* REQUIRED WORK:
From the data below, repeat exactly the lines from the line with "return Some(a);" to the line with "pub fn family_name(kind: Kind)", both included.

= Beginning of Section =

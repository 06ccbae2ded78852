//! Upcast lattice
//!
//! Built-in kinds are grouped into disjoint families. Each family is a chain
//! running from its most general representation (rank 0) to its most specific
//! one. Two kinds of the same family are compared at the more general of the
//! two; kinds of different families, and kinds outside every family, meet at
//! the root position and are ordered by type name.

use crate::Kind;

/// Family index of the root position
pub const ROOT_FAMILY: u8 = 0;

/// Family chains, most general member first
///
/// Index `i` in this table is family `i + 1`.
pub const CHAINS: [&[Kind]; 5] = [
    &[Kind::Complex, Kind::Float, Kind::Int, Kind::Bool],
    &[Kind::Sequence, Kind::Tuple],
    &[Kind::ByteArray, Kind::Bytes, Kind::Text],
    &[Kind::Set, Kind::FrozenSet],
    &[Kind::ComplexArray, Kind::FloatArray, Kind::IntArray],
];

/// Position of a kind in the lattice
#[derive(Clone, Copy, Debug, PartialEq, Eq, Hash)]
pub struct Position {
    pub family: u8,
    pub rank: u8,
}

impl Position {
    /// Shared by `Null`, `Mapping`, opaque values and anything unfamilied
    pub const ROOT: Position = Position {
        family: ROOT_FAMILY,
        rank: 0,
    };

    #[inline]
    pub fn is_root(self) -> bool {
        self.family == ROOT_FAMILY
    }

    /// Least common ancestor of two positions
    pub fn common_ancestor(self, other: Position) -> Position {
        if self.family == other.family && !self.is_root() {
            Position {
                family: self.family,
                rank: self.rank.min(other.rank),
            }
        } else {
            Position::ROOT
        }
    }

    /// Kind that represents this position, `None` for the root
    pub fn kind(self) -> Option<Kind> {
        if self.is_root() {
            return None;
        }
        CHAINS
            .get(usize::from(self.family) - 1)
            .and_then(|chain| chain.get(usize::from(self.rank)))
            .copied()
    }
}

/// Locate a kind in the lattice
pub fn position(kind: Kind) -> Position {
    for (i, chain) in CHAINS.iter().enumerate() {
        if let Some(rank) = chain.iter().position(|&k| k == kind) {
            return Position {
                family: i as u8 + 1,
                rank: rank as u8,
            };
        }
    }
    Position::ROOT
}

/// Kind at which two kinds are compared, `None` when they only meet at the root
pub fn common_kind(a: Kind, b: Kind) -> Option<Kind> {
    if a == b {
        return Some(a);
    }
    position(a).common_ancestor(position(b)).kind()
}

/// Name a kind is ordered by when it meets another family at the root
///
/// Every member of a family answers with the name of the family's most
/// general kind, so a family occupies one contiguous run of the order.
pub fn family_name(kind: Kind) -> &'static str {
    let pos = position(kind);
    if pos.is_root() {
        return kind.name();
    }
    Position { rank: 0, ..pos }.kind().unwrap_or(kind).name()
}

= End of Section =
= Beginning of Section =

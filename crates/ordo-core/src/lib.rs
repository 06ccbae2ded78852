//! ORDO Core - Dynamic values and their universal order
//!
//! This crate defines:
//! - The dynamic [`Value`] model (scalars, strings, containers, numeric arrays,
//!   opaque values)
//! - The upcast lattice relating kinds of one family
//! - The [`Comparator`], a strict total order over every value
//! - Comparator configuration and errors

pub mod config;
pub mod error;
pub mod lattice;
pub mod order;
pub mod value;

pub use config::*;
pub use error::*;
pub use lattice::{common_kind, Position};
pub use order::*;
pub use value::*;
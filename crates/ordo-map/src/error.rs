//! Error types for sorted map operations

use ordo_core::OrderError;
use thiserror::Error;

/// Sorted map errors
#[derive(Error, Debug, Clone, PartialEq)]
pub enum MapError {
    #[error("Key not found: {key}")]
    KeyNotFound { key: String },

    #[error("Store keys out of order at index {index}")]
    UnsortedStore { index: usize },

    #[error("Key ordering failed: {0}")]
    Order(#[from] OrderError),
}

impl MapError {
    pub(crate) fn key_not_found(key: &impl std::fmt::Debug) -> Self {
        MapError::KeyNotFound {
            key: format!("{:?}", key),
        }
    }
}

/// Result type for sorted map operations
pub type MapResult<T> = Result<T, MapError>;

= End of Section =

* ANSWER BOX:
        return Some(a);
    }
    position(a).common_ancestor(position(b)).kind()
}

/// Name a kind is ordered by when it meets another family at the root
///
/// Every member of a family answers with the name of the family's most
/// general kind, so a family occupies one contiguous run of the order.
pub fn family_name(kind: Kind) -> &'static str {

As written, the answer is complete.